## To do:
Your answer should be every line with the word "heights", copied from the data below.

## Given data:

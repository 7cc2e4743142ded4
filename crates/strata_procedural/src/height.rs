//! # Height Field
//!
//! Per-column terrain height in blocks.
//!
//! ## Pipeline
//!
//! 1. Block → length units (`× block_size`)
//! 2. Domain warp with the biome's warp scale / strength
//! 3. `fbm01` at the biome's base scale, octaves, lacunarity, gain
//! 4. Scale by `terrain_max_height_blocks × height_multiplier`
//! 5. Round, clamp to `[1, chunk_height - 1]`
//!
//! Landmarks then pull columns toward a plateau: exactly the plateau inside
//! `radius - border_width`, a linear ramp across the border, untouched at
//! and beyond the radius. Distances are in length units.
//!
//! Chunk grids for smoothed biomes get box-blur passes. The grid is built
//! with an apron of real samples as wide as the pass count, so a chunk's
//! edge columns see their true neighbours and adjacent chunks agree.

use strata_core::{Biome, BiomeTable, ChunkCoord, WorldConfig};

use crate::landmark::Landmark;
use crate::noise::NoiseSource;

/// Square grid of column heights for one chunk, indexed `[z][x]`.
#[derive(Clone, Debug, PartialEq, Eq)]
pub struct HeightGrid {
    size: usize,
    heights: Vec<i32>,
}

impl HeightGrid {
    /// Edge length in columns.
    #[inline]
    #[must_use]
    pub const fn size(&self) -> usize {
        self.size
    }

    /// Height of column `(x, z)`.
    #[inline]
    #[must_use]
    pub fn get(&self, x: usize, z: usize) -> i32 {
        self.heights[z * self.size + x]
    }

    /// All heights, row-major by z.
    #[inline]
    #[must_use]
    pub fn as_slice(&self) -> &[i32] {
        &self.heights
    }
}

/// Terrain height sampler.
#[derive(Clone, Debug)]
pub struct HeightFieldSampler {
    noise: NoiseSource,
    biomes: BiomeTable,
    block_size: f64,
    chunk_size: u32,
    chunk_height: i32,
    max_height_blocks: i32,
    border_width: f64,
}

impl HeightFieldSampler {
    /// Creates a sampler for a world.
    #[must_use]
    pub fn new(config: &WorldConfig) -> Self {
        Self {
            noise: NoiseSource::new(config.seed),
            biomes: config.biomes.clone(),
            block_size: config.block_size,
            chunk_size: config.chunk_size,
            chunk_height: config.chunk_height as i32,
            max_height_blocks: config.terrain_max_height_blocks(),
            border_width: config.landmark_border_width,
        }
    }

    #[inline]
    fn clamp_height(&self, height: f64) -> i32 {
        (height.round() as i32).clamp(1, self.chunk_height - 1)
    }

    /// Terrain height ignoring landmarks.
    #[must_use]
    pub fn raw_height(&self, block_x: i32, block_z: i32, biome: Biome) -> i32 {
        let params = self.biomes.get(biome);

        let x = f64::from(block_x) * self.block_size;
        let z = f64::from(block_z) * self.block_size;
        let (wx, wz) = self.noise.warp(x, z, params.warp_scale, params.warp_strength);

        let h01 = self.noise.fbm01(
            wx / params.base_scale,
            wz / params.base_scale,
            params.octaves,
            params.lacunarity,
            params.gain,
        );

        self.clamp_height(h01 * f64::from(self.max_height_blocks) * params.height_multiplier)
    }

    /// Plateau height of a landmark: the raw height at its centre.
    #[must_use]
    pub fn plateau_height(&self, landmark: &Landmark) -> i32 {
        let (cx, cz) = landmark.center_block(self.chunk_size);
        self.raw_height(cx, cz, landmark.biome)
    }

    /// Column height with landmark flattening applied.
    ///
    /// The first landmark whose footprint contains the column wins.
    #[must_use]
    pub fn height_blocks(
        &self,
        block_x: i32,
        block_z: i32,
        biome: Biome,
        landmarks: &[Landmark],
    ) -> i32 {
        let raw = self.raw_height(block_x, block_z, biome);
        landmarks
            .iter()
            .find_map(|landmark| {
                self.flatten(block_x, block_z, raw, landmark, || self.plateau_height(landmark))
            })
            .unwrap_or(raw)
    }

    /// Blends `raw` toward the landmark plateau, or `None` outside the footprint.
    fn flatten(
        &self,
        block_x: i32,
        block_z: i32,
        raw: i32,
        landmark: &Landmark,
        plateau: impl FnOnce() -> i32,
    ) -> Option<i32> {
        let distance = landmark.distance_blocks(block_x, block_z, self.chunk_size) * self.block_size;
        let outer = f64::from(landmark.radius_blocks(self.chunk_size)) * self.block_size;
        if distance >= outer {
            return None;
        }

        let plateau = plateau();
        let inner = (outer - self.border_width).max(0.0);
        if distance <= inner {
            return Some(plateau);
        }

        let t = (distance - inner) / (outer - inner);
        let plateau = f64::from(plateau);
        Some(self.clamp_height(plateau + (f64::from(raw) - plateau) * t))
    }

    /// Builds the height grid for one chunk, including smoothing.
    #[must_use]
    pub fn height_grid(&self, coord: ChunkCoord, biome: Biome, landmarks: &[Landmark]) -> HeightGrid {
        let params = self.biomes.get(biome);
        let size = self.chunk_size as usize;
        let passes = if params.smoothing_factor > 0.0 {
            params.smoothing_iterations as usize
        } else {
            0
        };

        let padded = size + 2 * passes;
        let origin_x = coord.world_x(self.chunk_size) - passes as i32;
        let origin_z = coord.world_z(self.chunk_size) - passes as i32;

        // Plateaus are sampled once per chunk, not once per column
        let plateaus: Vec<(Landmark, i32)> = landmarks
            .iter()
            .map(|landmark| (*landmark, self.plateau_height(landmark)))
            .collect();

        let mut heights = Vec::with_capacity(padded * padded);
        for z in 0..padded {
            for x in 0..padded {
                let bx = origin_x + x as i32;
                let bz = origin_z + z as i32;
                let raw = self.raw_height(bx, bz, biome);
                let height = plateaus
                    .iter()
                    .find_map(|(landmark, plateau)| self.flatten(bx, bz, raw, landmark, || *plateau))
                    .unwrap_or(raw);
                heights.push(height);
            }
        }

        for _ in 0..passes {
            heights = self.smooth_pass(&heights, padded, params.smoothing_factor);
        }

        let cropped = if passes == 0 {
            heights
        } else {
            let mut cropped = Vec::with_capacity(size * size);
            for z in 0..size {
                let row = (z + passes) * padded + passes;
                cropped.extend_from_slice(&heights[row..row + size]);
            }
            cropped
        };

        HeightGrid {
            size,
            heights: cropped,
        }
    }

    /// One 3×3 box-blur pass, edge-clamped, blended by `factor`.
    fn smooth_pass(&self, source: &[i32], size: usize, factor: f64) -> Vec<i32> {
        let last = size - 1;
        let mut out = Vec::with_capacity(source.len());

        for z in 0..size {
            for x in 0..size {
                let mut sum = 0i64;
                for nz in [z.saturating_sub(1), z, (z + 1).min(last)] {
                    for nx in [x.saturating_sub(1), x, (x + 1).min(last)] {
                        sum += i64::from(source[nz * size + nx]);
                    }
                }
                let average = sum as f64 / 9.0;
                let current = f64::from(source[z * size + x]);
                out.push(self.clamp_height(current + (average - current) * factor));
            }
        }

        out
    }
}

## Answer to the problem:
/// Square grid of column heights for one chunk, indexed `[z][x]`.
    heights: Vec<i32>,
        self.heights[z * self.size + x]
    /// All heights, row-major by z.
        &self.heights
        let mut heights = Vec::with_capacity(padded * padded);
                heights.push(height);
            heights = self.smooth_pass(&heights, padded, params.smoothing_factor);
            heights
                cropped.extend_from_slice(&heights[row..row + size]);
            heights: cropped,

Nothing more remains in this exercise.